**Requirement:**
Take the data below and filter it for lines containing the word "domain"; show each line found.

Data records
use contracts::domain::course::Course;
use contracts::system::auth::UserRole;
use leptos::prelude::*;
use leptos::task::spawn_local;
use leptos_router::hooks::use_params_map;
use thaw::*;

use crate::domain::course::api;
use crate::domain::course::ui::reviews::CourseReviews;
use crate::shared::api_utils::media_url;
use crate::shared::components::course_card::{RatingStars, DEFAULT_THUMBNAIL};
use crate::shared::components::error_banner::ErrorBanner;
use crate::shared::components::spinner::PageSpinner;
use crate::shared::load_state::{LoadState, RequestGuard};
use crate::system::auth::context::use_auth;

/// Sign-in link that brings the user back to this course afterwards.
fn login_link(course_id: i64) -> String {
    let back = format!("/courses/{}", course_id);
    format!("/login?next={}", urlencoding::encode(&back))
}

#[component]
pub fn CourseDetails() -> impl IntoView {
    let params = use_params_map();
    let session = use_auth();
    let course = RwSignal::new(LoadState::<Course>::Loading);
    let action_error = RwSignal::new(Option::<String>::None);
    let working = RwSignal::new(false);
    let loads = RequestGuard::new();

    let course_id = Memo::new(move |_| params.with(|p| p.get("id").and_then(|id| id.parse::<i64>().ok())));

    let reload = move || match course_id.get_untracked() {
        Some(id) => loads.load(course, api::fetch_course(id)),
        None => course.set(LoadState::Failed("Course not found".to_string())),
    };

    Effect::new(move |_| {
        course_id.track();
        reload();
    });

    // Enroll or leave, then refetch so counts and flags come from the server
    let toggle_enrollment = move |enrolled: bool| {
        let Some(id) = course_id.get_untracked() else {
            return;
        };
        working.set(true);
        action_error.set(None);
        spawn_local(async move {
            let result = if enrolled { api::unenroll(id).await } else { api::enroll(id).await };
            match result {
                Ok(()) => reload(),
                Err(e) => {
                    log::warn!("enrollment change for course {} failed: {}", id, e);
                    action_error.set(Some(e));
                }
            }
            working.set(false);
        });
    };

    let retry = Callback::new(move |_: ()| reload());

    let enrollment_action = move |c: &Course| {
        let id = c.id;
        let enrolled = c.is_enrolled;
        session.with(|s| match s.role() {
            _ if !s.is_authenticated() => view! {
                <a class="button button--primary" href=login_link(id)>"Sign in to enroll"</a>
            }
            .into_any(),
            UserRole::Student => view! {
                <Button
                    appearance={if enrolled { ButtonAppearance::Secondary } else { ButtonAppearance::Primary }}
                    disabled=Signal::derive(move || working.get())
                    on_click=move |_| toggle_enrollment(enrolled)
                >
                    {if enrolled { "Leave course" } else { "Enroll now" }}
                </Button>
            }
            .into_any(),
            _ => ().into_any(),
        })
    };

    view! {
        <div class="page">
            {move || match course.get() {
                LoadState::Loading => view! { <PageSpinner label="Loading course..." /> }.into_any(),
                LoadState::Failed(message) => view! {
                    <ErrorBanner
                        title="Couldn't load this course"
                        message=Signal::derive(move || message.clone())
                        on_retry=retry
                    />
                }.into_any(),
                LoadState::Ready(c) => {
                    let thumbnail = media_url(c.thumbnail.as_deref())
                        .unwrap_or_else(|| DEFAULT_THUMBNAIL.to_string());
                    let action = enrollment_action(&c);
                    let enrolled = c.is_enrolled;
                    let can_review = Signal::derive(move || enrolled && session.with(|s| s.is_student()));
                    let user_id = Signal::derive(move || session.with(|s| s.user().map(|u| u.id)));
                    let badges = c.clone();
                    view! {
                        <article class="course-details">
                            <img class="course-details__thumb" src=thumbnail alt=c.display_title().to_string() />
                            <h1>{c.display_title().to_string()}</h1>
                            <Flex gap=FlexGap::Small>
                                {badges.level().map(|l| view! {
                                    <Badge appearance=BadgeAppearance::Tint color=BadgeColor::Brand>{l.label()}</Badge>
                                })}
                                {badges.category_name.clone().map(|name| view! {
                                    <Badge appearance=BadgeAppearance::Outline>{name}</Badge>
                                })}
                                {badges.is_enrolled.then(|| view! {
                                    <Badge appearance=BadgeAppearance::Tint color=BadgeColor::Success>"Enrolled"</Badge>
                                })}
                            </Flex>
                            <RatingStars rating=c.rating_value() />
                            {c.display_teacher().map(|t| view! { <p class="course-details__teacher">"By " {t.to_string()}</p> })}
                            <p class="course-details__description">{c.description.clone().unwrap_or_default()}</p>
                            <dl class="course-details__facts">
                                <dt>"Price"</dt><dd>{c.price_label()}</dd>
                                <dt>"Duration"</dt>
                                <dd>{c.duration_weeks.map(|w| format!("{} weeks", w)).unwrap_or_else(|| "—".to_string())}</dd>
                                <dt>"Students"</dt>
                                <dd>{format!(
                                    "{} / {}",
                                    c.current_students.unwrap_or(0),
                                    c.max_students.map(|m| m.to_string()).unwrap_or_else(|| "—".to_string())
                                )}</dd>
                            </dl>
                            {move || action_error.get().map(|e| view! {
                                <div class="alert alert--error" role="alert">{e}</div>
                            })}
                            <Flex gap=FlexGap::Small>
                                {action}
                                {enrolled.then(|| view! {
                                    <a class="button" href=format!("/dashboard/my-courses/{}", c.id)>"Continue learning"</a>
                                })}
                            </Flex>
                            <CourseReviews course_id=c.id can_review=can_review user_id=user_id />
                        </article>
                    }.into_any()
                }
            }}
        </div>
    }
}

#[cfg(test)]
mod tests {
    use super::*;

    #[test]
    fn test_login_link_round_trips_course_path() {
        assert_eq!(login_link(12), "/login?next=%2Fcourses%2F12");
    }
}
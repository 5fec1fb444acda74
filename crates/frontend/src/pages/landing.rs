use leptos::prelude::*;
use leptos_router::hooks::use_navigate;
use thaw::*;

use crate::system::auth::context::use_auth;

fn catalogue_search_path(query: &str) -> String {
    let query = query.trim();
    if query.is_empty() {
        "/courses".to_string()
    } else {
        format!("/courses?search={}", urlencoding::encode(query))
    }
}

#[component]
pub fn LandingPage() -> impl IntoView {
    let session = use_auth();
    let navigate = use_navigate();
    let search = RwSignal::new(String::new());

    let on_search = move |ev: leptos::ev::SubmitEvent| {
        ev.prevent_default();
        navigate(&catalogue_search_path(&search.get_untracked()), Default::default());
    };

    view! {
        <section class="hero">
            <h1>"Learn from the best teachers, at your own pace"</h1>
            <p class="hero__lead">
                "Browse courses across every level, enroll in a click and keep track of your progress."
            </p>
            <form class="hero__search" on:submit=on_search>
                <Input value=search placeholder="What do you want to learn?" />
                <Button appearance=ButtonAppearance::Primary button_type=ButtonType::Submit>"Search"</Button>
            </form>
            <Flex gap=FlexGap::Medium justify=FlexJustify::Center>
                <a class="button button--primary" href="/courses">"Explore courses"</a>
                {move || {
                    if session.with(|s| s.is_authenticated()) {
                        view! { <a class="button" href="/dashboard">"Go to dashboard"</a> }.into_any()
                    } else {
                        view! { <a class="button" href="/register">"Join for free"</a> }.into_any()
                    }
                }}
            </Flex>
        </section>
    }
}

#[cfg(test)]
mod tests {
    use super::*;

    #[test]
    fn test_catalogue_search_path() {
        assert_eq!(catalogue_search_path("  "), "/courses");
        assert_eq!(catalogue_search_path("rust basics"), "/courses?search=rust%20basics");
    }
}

**Output of the exercise:**
use contracts::domain::course::Course;
use crate::domain::course::api;
use crate::domain::course::ui::reviews::CourseReviews;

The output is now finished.